What to work on →
Note every line in the entries that contains the string "match", and copy it.
The data Start Marker
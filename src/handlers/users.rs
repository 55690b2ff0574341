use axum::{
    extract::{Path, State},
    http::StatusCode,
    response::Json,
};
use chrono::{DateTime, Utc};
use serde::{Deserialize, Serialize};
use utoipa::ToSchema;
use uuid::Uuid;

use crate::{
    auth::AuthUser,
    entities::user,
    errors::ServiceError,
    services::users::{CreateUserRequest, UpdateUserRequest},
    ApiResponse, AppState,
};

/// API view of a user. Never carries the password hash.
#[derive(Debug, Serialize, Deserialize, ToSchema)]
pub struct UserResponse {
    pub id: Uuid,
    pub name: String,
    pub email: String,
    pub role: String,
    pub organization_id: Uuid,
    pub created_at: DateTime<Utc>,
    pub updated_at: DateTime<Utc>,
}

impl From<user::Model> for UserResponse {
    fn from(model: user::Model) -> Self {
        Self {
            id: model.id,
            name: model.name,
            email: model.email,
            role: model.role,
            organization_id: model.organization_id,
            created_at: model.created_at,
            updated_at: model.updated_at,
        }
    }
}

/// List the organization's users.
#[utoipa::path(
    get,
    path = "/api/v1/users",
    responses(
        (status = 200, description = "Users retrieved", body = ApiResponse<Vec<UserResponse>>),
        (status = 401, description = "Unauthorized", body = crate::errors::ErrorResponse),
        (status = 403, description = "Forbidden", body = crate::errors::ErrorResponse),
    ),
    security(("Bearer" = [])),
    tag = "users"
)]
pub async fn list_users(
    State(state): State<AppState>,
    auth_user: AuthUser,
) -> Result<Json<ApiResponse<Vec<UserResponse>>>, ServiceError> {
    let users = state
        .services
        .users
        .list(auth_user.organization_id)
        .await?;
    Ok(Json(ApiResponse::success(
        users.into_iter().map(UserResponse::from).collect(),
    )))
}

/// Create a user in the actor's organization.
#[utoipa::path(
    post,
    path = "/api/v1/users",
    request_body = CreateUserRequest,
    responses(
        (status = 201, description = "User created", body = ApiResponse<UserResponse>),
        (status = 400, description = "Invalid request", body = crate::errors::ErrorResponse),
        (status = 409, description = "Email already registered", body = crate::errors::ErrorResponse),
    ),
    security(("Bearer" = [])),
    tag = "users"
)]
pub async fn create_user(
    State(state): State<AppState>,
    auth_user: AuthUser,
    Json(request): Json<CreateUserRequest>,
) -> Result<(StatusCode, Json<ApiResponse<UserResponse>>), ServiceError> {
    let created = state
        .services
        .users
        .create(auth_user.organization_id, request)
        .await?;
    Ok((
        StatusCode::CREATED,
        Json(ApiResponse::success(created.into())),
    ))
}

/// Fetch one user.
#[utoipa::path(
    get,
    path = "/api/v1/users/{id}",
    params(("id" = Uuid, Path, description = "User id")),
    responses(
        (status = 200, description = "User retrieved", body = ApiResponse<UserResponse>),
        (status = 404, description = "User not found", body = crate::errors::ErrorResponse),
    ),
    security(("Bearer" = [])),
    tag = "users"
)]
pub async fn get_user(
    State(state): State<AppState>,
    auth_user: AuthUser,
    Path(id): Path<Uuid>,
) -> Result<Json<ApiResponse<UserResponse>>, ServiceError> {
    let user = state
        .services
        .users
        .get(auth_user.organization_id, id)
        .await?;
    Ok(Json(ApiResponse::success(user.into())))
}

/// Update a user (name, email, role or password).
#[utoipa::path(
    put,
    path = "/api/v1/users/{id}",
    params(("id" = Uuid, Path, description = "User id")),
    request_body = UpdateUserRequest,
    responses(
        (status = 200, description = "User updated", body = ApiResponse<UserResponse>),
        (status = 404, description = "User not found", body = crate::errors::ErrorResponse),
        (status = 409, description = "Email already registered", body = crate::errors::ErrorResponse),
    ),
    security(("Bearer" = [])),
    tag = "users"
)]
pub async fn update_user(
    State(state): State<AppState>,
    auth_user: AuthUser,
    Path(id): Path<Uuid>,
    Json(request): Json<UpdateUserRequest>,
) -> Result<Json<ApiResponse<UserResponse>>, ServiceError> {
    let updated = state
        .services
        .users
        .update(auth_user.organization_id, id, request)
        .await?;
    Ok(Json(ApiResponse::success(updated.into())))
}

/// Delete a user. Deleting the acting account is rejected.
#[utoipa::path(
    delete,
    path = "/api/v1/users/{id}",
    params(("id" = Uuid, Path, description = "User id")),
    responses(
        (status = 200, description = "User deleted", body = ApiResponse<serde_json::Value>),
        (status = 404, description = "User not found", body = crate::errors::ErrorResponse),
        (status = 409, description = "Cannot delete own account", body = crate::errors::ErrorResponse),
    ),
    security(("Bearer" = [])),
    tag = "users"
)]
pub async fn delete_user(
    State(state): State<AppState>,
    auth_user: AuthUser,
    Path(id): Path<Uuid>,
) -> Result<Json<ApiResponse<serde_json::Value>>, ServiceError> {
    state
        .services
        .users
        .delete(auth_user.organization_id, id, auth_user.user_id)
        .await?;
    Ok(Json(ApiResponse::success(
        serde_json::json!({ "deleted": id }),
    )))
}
The data End Marker
The data Start Marker
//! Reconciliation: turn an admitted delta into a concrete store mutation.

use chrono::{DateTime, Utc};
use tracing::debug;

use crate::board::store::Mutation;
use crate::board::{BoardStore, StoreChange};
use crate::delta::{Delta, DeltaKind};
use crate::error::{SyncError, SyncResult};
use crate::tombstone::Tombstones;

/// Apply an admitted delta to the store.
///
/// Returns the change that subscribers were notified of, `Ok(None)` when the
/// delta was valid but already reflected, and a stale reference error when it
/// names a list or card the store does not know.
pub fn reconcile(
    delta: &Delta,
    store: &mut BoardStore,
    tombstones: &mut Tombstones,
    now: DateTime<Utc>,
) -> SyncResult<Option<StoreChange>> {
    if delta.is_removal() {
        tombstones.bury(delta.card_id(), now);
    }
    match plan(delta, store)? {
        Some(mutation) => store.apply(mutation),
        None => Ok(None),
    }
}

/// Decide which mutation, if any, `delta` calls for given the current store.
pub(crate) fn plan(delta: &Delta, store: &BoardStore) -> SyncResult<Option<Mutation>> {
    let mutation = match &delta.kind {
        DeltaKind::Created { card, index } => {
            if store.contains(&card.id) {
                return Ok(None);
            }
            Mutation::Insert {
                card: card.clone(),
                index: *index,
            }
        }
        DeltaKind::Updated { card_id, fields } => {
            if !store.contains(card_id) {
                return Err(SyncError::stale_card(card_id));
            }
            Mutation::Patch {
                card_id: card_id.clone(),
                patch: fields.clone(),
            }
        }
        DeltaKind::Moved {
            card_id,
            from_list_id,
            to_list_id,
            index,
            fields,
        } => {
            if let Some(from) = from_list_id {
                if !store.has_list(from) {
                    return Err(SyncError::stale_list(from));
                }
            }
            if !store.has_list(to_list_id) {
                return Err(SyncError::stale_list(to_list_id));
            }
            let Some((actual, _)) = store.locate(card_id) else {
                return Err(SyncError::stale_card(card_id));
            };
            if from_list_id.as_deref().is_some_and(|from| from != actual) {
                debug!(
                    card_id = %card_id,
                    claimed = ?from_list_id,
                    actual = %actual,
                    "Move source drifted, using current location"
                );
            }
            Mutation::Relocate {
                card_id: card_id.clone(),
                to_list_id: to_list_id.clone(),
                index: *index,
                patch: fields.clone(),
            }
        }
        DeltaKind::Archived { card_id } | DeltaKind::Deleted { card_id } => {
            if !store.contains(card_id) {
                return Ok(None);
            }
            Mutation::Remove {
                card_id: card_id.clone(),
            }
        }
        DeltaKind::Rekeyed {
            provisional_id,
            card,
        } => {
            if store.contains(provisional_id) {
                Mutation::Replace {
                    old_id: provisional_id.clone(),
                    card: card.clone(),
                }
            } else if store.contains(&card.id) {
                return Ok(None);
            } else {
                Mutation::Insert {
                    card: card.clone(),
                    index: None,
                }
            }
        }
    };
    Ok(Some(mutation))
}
The data End Marker
Written solution →
    match plan(delta, store)? {
    let mutation = match &delta.kind {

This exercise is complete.